— Instructions to follow —
Consider the listing below. Extract exactly the lines from the line containing "hold is unaffected." to the line containing "default; this variant", both included.

#### Task data ####

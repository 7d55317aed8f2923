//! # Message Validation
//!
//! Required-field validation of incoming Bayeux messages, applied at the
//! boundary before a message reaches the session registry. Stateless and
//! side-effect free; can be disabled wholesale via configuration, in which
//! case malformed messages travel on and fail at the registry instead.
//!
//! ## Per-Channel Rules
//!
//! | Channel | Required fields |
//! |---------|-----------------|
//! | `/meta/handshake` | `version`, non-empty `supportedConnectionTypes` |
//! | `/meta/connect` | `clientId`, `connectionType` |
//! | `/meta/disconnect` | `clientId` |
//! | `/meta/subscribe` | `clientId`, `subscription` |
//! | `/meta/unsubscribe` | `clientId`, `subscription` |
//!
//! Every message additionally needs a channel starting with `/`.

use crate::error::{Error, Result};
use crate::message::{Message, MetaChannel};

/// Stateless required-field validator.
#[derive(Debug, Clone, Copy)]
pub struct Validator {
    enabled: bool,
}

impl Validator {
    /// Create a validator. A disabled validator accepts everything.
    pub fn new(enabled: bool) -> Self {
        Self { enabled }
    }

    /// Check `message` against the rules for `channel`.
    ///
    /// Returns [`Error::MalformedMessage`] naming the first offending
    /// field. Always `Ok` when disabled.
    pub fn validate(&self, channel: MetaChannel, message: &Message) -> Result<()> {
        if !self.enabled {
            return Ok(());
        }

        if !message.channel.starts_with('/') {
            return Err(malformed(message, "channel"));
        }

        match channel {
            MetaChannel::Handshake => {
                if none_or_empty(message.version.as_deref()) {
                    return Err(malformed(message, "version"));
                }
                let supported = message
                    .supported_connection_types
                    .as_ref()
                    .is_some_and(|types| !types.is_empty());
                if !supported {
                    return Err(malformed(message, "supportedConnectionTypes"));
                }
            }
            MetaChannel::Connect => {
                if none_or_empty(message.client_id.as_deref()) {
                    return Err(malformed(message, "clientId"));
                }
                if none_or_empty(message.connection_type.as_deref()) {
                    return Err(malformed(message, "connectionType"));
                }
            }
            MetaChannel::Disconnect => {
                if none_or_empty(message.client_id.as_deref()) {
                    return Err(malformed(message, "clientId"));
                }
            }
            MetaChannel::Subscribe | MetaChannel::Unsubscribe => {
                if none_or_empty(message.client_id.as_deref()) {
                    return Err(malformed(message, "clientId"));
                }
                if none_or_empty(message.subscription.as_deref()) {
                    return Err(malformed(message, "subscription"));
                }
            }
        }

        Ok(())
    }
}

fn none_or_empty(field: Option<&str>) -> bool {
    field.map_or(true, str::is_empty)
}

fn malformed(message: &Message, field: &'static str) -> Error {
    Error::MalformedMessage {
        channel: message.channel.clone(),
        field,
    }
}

####
#### Task data ####

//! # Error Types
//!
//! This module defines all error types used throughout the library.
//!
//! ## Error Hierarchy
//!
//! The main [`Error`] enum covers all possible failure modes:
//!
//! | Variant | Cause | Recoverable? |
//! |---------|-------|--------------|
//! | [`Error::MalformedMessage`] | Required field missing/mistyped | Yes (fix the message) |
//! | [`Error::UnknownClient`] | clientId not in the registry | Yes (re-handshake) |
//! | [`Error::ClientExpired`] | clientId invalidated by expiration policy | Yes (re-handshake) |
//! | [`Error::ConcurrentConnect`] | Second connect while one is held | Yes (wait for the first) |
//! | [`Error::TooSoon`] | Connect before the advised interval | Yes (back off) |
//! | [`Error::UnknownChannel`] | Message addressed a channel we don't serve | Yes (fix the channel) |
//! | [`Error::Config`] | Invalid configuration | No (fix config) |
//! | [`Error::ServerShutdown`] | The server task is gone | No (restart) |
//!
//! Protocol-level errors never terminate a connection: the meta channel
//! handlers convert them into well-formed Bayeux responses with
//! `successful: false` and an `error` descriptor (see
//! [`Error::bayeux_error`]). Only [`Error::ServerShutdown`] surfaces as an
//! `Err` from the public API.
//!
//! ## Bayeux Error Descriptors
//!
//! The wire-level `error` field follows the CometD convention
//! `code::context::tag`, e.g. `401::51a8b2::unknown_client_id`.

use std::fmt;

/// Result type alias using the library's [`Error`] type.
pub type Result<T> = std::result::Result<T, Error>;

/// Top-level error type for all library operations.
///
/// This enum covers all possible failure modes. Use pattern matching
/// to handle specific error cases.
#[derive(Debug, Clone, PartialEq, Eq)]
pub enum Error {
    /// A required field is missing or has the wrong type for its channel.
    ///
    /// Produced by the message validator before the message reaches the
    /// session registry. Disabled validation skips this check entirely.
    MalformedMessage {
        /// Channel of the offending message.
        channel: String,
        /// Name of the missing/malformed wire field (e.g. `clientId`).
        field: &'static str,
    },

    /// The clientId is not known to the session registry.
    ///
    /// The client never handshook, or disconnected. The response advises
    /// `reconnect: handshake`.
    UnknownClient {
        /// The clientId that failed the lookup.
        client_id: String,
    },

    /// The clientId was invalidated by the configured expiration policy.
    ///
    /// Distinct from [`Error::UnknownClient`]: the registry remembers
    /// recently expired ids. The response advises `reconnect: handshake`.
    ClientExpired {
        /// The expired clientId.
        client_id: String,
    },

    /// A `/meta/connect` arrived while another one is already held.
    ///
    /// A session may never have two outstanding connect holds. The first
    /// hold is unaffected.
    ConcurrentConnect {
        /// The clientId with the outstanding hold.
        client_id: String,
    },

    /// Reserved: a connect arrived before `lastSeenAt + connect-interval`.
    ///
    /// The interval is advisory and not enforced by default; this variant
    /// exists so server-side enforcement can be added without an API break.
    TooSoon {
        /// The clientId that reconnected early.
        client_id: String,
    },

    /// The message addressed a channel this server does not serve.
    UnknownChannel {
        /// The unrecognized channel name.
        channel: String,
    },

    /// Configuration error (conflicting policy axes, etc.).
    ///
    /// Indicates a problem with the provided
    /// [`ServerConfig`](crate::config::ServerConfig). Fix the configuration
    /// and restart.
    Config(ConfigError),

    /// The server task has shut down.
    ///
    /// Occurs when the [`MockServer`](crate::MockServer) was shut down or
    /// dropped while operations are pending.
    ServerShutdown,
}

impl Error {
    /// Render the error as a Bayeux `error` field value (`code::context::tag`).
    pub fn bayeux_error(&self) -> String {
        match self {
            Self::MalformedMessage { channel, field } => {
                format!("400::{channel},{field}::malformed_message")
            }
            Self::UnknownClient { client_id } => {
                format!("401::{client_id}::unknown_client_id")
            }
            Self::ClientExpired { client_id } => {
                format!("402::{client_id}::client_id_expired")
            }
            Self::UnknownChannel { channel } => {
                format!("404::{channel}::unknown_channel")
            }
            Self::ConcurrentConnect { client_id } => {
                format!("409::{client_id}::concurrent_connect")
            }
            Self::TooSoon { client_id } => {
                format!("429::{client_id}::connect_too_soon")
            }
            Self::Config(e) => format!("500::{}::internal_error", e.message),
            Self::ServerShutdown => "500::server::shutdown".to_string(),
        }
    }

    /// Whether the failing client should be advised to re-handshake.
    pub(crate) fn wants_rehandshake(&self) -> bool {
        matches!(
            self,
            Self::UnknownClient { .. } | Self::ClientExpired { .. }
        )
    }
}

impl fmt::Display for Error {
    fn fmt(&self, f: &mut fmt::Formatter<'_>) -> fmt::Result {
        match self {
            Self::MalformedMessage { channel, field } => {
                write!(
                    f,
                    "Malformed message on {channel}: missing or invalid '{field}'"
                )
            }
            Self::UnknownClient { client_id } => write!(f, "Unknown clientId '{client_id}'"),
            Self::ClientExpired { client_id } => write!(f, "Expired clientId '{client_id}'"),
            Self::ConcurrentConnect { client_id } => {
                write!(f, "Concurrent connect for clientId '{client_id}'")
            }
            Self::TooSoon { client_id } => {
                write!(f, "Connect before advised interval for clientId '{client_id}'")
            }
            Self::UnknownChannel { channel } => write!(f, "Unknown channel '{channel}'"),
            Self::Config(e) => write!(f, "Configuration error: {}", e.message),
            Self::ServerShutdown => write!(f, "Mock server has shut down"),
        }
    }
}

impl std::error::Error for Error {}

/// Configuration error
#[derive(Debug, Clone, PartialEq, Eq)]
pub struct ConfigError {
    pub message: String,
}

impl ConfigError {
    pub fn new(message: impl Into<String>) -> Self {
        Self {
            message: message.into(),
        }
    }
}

####

— Response below —
    /// hold is unaffected.
    ConcurrentConnect {
        /// The clientId with the outstanding hold.
        client_id: String,
    },

    /// Reserved: a connect arrived before `lastSeenAt + connect-interval`.
    ///
    /// The interval is advisory and not enforced by default; this variant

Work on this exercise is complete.